Let’s clink our glasses to the latter. It sounds like a no-brainer, but every week, millions of punters searching for nights away continue to pay higher rates and miss out on added value — despite all sorts of advertising to the contrary.
With inflation looking set to send the price of travel and holidays skyrocketing this year, it pays to take a look at how you book.
Online Travel Agencies (OTAs, as they’re known) like booking.com, hotels.com, Tripadvisor and Expedia are super-useful for searching for accommodation in an area and getting a snapshot of reviews.
Similar to Airbnb, they also offer smaller properties a platform to reach potential guests all over the world.
But they typically charge hotels and guesthouses booking fees of 15-20pc, and the rankings returned on your search can be influenced “by commission paid and other benefits”, such as whether a hotel has preferred partner status, as booking.com notes.

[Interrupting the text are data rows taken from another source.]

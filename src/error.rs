use thiserror::Error as ThisError;

#[derive(ThisError, Debug)]
pub enum Error {
    #[error("Configuration error: {0}")]
    Config(String),

    #[error("IO error: {0}")]
    Io(#[from] std::io::Error),

    #[error("JSON error: {0}")]
    Json(#[from] serde_json::Error),

    #[error("HTTP error: {0}")]
    Http(#[from] reqwest::Error),
}

pub type Result<T> = std::result::Result<T, Error>;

Personally, I use these sites to hunt around, but always check in with the hotel before booking.
A direct booking saves it the OTA commission, which leaves room to manoeuvre on prices and package deals. It also opens up direct communication and the chance for hotels to start a relationship with a possible repeat visitor — something that strengthens your hand for a sweetener.
That 10pc discount and glass of bubbles I mentioned is on offer at Tulfarris Hotel & Golf Resort in Co Wicklow (it also offers free cancellation and priority on room upgrades for direct bookings).
Other examples are Inch House in Stradbally, Co Laois, which says it offers 10pc off and a bottle of wine for guests who book direct, and the Old Bank B&B in Co Limerick, which guarantees direct rates are €10 cheaper than OTA prices.
A resort I checked in Florida this week had another wheeze — “free” breakfasts for direct bookings (in the US, breakfast is featured as an extra a little more often than it is here). It’s a global phenomenon.
Better still, pick up the phone. A hotel in Carlow knocked €20 off a two-room rate recently after I simply asked, “Is that the best you can do?” If a hotel can’t move on the room price, a chat with human beings in reservations also allows you to ask about better rooms, a multi-night discount, or extras like resort credit, a package including dinner, extra cancellation flexibility, and so on.
Of course, direct bookings aren’t always cheaper. Sometimes OTAs can undercut hotels or offer ‘price match’ services, subject to T&Cs. And there’s no doubt about the convenience of booking on a big website and saving your preferences.
But direct booking can also send more of your money to local businesses dealing with spiralling costs, post-Covid recovery, and a staffing crisis.
It’s one travel tip I’ll keep repeating.